Muito embora seja desnecessário tecer considerações sobre a dogmática do Direito Penal ao ilustre Procurador-Geral da República, professor universitário da cadeira e examinador de diversos concursos para o cargo de Procurador da República, permita-me discorrer sobre o objeto da representação.

O tipo penal possui a face objetiva e a face subjetiva, denominados de tipo objetivo e tipo subjetivo.

O tipo objetivo é composto do núcleo (verbo – ação ou omissão) e de elementos secundários e complementares (sujeitos ativo e passivo, objeto da ação, bem jurídico, nexo causal, resultado, circunstâncias de tempo, lugar, meio, modo de execução etc.) É a própria exteriorização da vontade. Alguns autores subdividem os tipo objetivo em elementos descritivos e elementos normativos, estes necessitando de juízo de valor.

O tipo subjetivo, consistente em “circunstâncias que pertencem ao campo psíquico-espiritual e ao mundo de representação do autor”(1) é formado pelo dolo, consistente na consciência atual da realização dos elementos objetivos do tipo e na vontade da realização desses elementos objetivos.

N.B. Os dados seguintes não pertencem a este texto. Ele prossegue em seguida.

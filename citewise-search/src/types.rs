//! Core types for candidate sources, fetch outcomes and the ordered source set.

use serde::{Deserialize, Serialize};
use std::fmt;

/// A single search result, optionally carrying its extracted page text.
///
/// The search provider creates sources with an empty `text`; the fetcher
/// either returns a copy with `text` populated or drops the source.
#[derive(Debug, Clone, PartialEq, Eq, Serialize, Deserialize)]
#[serde(rename_all = "camelCase")]
pub struct Source {
    /// The title of the result page.
    pub title: String,
    /// The URL of the result page.
    pub link: String,
    /// The human-readable host shown by the provider (e.g. `en.wikipedia.org`).
    pub display_link: String,
    /// The provider's snippet for this result.
    pub snippet: String,
    /// Optional thumbnail image URL.
    #[serde(default, skip_serializing_if = "Option::is_none")]
    pub image: Option<String>,
    /// Sanitised readable text of the page. Empty until fetched.
    #[serde(default)]
    pub text: String,
}

impl Source {
    /// Whether this source still awaits its page text.
    pub fn is_pending(&self) -> bool {
        self.text.is_empty()
    }
}

/// Why fetching a single source failed.
///
/// These never escalate past the aggregator; a failed source is simply
/// left out of the [`SourceSet`].
#[derive(Debug, Clone, PartialEq, Eq)]
pub enum FetchFailure {
    /// The page did not arrive before the per-source deadline.
    Timeout,
    /// The request could not be sent or the body could not be read.
    Network(String),
    /// The page host answered with a non-success status.
    Status(u16),
    /// The page is not an HTML or text document.
    UnsupportedContent(String),
    /// The document could not be processed.
    ExtractError(String),
    /// Extraction found no readable text.
    NoContent,
}

impl fmt::Display for FetchFailure {
    fn fmt(&self, f: &mut fmt::Formatter<'_>) -> fmt::Result {
        match self {
            Self::Timeout => f.write_str("timed out"),
            Self::Network(reason) => write!(f, "network error: {reason}"),
            Self::Status(code) => write!(f, "HTTP status {code}"),
            Self::UnsupportedContent(kind) => write!(f, "unsupported content type: {kind}"),
            Self::ExtractError(reason) => write!(f, "extraction failed: {reason}"),
            Self::NoContent => f.write_str("no readable content"),
        }
    }
}

/// Result of fetching one candidate source.
#[derive(Debug, Clone, PartialEq, Eq)]
pub enum FetchOutcome {
    /// The page was fetched and its text extracted.
    Success(Source),
    /// The source is dropped for the given reason.
    Failure(FetchFailure),
}

impl FetchOutcome {
    /// Returns the fetched source, discarding the failure reason.
    pub fn into_source(self) -> Option<Source> {
        match self {
            Self::Success(source) => Some(source),
            Self::Failure(_) => None,
        }
    }

    /// Whether the fetch succeeded.
    pub fn is_success(&self) -> bool {
        matches!(self, Self::Success(_))
    }
}

/// The ordered sources that were fetched successfully.
///
/// Order follows the provider's ranking. Citation `[n]` in a prompt refers
/// to the n-th element (1-indexed).
#[derive(Debug, Clone, Default, PartialEq, Eq, Serialize, Deserialize)]
#[serde(transparent)]
pub struct SourceSet(Vec<Source>);

impl SourceSet {
    /// Wrap already-ordered sources.
    pub fn new(sources: Vec<Source>) -> Self {
        Self(sources)
    }

    /// Number of sources.
    pub fn len(&self) -> usize {
        self.0.len()
    }

    /// Whether no source survived fetching.
    pub fn is_empty(&self) -> bool {
        self.0.is_empty()
    }

    /// Iterate sources in citation order.
    pub fn iter(&self) -> std::slice::Iter<'_, Source> {
        self.0.iter()
    }

    /// Iterate `(citation_number, source)` pairs, numbering from 1.
    pub fn cited(&self) -> impl Iterator<Item = (usize, &Source)> {
        self.0.iter().enumerate().map(|(i, s)| (i + 1, s))
    }

    /// The source cited as `[number]`, if any.
    pub fn by_citation(&self, number: usize) -> Option<&Source> {
        number.checked_sub(1).and_then(|i| self.0.get(i))
    }

    /// Unwrap into the inner vector.
    pub fn into_inner(self) -> Vec<Source> {
        self.0
    }
}

impl<'a> IntoIterator for &'a SourceSet {
    type Item = &'a Source;
    type IntoIter = std::slice::Iter<'a, Source>;

    fn into_iter(self) -> Self::IntoIter {
        self.0.iter()
    }
}

/// Per-request search provider credentials.
#[derive(Clone, Default, PartialEq, Eq, Serialize, Deserialize)]
pub struct ProviderCredentials {
    /// Provider API key.
    pub api_key: String,
    /// Search engine (collection) identifier.
    pub engine_id: String,
}

impl fmt::Debug for ProviderCredentials {
    fn fmt(&self, f: &mut fmt::Formatter<'_>) -> fmt::Result {
        f.debug_struct("ProviderCredentials")
            .field("api_key", &"<redacted>")
            .field("engine_id", &self.engine_id)
            .finish()
    }
}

O dolo dever ser entendido como dolo de tipo ou dolo natural, despojado da consciência da ilucitude (pois é elemento da culpabilidade). Basta a vontade de ação orientada à realização do tipo de um delito (2). Adotou o Código Penal predominantemente a teoria fìnalistíca, constituindo crime o fato tipica e ilícito.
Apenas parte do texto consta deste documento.